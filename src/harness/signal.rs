//! SIGINT handling for test runs.

use slog::{Logger, error, warn};
use tokio::signal::unix::{SignalKind, signal};

use crate::retry::{CancelSignal, cancel_pair};

/// Exit status used when a second SIGINT arrives during shutdown.
const SIGINT_EXIT_CODE: i32 = 130;

/// Returns a signal that fires on the first SIGINT.
///
/// The first interrupt asks running tests to stop so their clusters are
/// still torn down. A second interrupt exits the process immediately.
///
/// # Errors
///
/// Returns the I/O error raised when the handler cannot be installed.
pub fn cancel_on_interrupt(log: &Logger) -> std::io::Result<CancelSignal> {
    let mut sigint = signal(SignalKind::interrupt())?;
    let (canceller, cancel) = cancel_pair();
    let observed = cancel.clone();
    let logger = log.clone();
    tokio::spawn(async move {
        while sigint.recv().await.is_some() {
            if observed.is_cancelled() {
                error!(logger, "SIGINT received while shutting down, exiting");
                error!(logger, "instances may have been leaked; run kola-gc to clean up");
                std::process::exit(SIGINT_EXIT_CODE);
            }
            warn!(logger, "SIGINT received, stopping tests");
            canceller.cancel();
        }
    });
    Ok(cancel)
}
//! Machine error type.

use thiserror::Error;

use crate::journal::JournalError;
use crate::provider::ProviderError;
use crate::retry::PollError;
use crate::ssh::SshError;

use super::MachineState;

/// Errors raised by [`super::Machine`] operations.
#[derive(Debug, Error)]
pub enum MachineError {
    /// The owning cluster has been dropped.
    #[error("machine {machine}: cluster is gone")]
    ClusterGone {
        /// Machine identifier.
        machine: String,
    },
    /// The machine has no public address to connect to.
    #[error("machine {machine} has no public address")]
    NoAddress {
        /// Machine identifier.
        machine: String,
    },
    /// The operation is not valid in the current state.
    #[error("machine {machine}: cannot {operation} while {state}")]
    InvalidState {
        /// Machine identifier.
        machine: String,
        /// Attempted operation.
        operation: &'static str,
        /// State at the time of the call.
        state: MachineState,
    },
    /// A provider call failed.
    #[error("machine {machine}: {source}")]
    Provider {
        /// Machine identifier.
        machine: String,
        /// Provider failure.
        #[source]
        source: ProviderError,
    },
    /// A remote command failed.
    #[error("machine {machine}: {source}")]
    Ssh {
        /// Machine identifier.
        machine: String,
        /// SSH failure.
        #[source]
        source: SshError,
    },
    /// The machine did not reach the awaited state.
    #[error("machine {machine}: {step}: {source}")]
    Readiness {
        /// Machine identifier.
        machine: String,
        /// What was awaited.
        step: &'static str,
        /// Poll failure.
        #[source]
        source: Box<PollError<MachineError>>,
    },
    /// Systemd reported failed units after boot.
    #[error("machine {machine}: failed units: {}", units.join(", "))]
    FailedUnits {
        /// Machine identifier.
        machine: String,
        /// Names of the failed units.
        units: Vec<String>,
    },
    /// Local journal handling failed.
    #[error("machine {machine}: {source}")]
    Journal {
        /// Machine identifier.
        machine: String,
        /// Journal failure.
        #[source]
        source: JournalError,
    },
    /// Writing into the machine directory failed.
    #[error("machine {machine}: {path}: {message}")]
    Io {
        /// Machine identifier.
        machine: String,
        /// File or directory involved.
        path: String,
        /// Underlying I/O error.
        message: String,
    },
}

impl MachineError {
    /// Returns `true` when a readiness wait ran out of time rather than
    /// failing outright.
    #[must_use]
    pub fn is_timeout(&self) -> bool {
        match self {
            Self::Readiness { source, .. } => source.is_timeout(),
            Self::Provider { source, .. } => source.is_timeout(),
            _ => false,
        }
    }
}
//! Root logger construction for the binaries.
//!
//! Library code never builds its own root logger; every constructor takes a
//! [`Logger`] and derives children with `o!()`.

use slog::{Drain, Level, Logger, o};
use slog_async::AsyncGuard;

/// Builds a root logger writing full-format records to stderr.
///
/// Records below `Info` are dropped unless `debug` is set. The returned
/// guard flushes pending records when dropped and must outlive every use of
/// the logger.
#[must_use]
pub fn create_logger(debug: bool) -> (Logger, AsyncGuard) {
    let decorator = slog_term::TermDecorator::new().stderr().build();
    let formatted = slog_term::FullFormat::new(decorator).build().fuse();
    let level = if debug { Level::Debug } else { Level::Info };
    let filtered = slog::LevelFilter::new(formatted, level).fuse();
    let (drain, guard) = slog_async::Async::new(filtered).build_with_guard();
    (Logger::root(drain.fuse(), o!("app" => "kola")), guard)
}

= = = = = = =

● EXERCISE DIRECTIONS
Reproduce each line of the records in which the word "path" appears.

● EXPECTED ANSWER
    #[error("machine {machine}: {path}: {message}")]
        path: String,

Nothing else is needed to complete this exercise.